(Data extracts begins)

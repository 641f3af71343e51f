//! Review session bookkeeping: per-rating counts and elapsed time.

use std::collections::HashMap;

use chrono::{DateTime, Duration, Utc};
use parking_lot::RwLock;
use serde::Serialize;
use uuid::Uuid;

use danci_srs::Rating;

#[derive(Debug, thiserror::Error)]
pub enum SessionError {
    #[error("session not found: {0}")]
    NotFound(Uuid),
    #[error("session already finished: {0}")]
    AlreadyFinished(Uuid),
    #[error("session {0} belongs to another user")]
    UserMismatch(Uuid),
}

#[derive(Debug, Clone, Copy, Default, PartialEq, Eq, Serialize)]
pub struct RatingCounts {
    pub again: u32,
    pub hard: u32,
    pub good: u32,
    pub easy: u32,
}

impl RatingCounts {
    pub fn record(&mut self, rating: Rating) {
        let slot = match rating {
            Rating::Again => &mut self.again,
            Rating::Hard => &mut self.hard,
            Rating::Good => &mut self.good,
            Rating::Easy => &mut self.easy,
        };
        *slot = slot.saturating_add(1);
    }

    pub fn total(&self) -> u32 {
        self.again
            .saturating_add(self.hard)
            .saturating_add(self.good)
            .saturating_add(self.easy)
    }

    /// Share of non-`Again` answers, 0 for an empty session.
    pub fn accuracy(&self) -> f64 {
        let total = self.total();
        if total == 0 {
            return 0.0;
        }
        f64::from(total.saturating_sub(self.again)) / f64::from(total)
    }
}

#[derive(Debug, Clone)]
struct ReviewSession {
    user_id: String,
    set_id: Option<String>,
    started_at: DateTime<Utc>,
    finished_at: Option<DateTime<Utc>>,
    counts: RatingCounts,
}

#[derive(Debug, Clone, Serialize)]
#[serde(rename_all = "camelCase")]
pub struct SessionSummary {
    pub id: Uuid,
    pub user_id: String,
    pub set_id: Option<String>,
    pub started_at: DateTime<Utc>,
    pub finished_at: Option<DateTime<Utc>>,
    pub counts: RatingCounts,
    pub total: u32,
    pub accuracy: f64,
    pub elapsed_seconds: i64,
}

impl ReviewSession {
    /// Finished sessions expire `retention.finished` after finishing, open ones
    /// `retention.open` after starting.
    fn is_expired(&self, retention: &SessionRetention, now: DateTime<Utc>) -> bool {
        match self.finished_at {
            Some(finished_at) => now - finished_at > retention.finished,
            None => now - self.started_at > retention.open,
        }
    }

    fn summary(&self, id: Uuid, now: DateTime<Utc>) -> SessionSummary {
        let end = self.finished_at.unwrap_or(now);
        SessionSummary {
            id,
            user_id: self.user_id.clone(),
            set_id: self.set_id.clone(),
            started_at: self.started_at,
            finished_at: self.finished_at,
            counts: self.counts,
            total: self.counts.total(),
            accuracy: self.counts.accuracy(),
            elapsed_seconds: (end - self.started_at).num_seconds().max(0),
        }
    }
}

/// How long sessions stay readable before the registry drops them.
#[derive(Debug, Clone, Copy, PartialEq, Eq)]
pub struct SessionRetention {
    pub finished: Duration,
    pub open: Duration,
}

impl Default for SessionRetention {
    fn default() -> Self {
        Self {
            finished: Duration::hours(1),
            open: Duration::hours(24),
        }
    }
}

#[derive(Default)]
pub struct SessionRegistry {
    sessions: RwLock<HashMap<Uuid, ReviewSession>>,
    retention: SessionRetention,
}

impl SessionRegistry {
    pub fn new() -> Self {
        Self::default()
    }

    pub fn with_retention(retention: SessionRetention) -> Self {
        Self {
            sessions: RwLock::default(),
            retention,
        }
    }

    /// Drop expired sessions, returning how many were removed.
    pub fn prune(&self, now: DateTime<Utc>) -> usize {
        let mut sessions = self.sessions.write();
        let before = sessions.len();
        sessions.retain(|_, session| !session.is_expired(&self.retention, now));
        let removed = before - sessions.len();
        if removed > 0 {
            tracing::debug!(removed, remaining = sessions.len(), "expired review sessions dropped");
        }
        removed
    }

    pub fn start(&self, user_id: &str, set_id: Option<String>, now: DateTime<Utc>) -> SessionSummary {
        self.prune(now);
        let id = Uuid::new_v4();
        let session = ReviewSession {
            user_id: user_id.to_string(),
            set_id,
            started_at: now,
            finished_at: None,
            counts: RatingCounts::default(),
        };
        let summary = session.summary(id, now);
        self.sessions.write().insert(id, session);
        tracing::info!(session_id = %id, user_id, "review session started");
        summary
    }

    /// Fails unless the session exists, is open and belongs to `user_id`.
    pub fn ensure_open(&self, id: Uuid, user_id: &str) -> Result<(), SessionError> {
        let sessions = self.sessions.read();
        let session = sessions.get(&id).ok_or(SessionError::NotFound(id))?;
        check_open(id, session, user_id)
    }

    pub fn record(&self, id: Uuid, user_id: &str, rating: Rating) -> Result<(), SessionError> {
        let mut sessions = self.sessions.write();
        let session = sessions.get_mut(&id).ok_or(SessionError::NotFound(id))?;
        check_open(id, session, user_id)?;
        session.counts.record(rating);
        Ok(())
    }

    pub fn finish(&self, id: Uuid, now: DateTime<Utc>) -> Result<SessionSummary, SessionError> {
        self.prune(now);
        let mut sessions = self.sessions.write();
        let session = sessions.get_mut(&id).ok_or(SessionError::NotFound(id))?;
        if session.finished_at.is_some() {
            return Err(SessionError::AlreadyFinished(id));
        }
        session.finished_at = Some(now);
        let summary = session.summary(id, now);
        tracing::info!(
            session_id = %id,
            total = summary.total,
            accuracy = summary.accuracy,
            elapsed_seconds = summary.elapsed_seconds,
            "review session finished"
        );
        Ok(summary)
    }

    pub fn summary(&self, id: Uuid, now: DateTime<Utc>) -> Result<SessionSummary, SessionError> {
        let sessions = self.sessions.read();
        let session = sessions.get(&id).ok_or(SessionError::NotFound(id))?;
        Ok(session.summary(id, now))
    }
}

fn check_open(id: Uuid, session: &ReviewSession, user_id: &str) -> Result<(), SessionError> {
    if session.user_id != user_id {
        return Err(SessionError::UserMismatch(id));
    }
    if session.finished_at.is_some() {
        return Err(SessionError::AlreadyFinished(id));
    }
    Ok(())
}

(Data extracts ends)
(Data extracts begins)

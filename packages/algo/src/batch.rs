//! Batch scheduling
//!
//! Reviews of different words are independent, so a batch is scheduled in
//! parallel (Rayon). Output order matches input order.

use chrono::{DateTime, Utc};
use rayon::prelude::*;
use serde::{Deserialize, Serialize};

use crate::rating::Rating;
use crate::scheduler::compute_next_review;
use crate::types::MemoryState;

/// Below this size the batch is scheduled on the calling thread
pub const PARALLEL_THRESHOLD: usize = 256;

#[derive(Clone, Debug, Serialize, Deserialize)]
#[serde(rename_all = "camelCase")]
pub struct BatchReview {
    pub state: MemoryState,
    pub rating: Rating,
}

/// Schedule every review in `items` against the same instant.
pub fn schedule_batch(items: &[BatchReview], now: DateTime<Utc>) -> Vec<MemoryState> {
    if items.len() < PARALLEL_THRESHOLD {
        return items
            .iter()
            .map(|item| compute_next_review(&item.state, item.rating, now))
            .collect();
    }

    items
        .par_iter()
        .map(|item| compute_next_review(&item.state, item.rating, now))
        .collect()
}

(Data extracts ends)

#### [Exercise directions]
Go through the records and report each line that contains "total".

#### [Result]
    pub fn total(&self) -> u32 {
        let total = self.total();
        if total == 0 {
        f64::from(total.saturating_sub(self.again)) / f64::from(total)
    pub total: u32,
            total: self.counts.total(),
            total = summary.total,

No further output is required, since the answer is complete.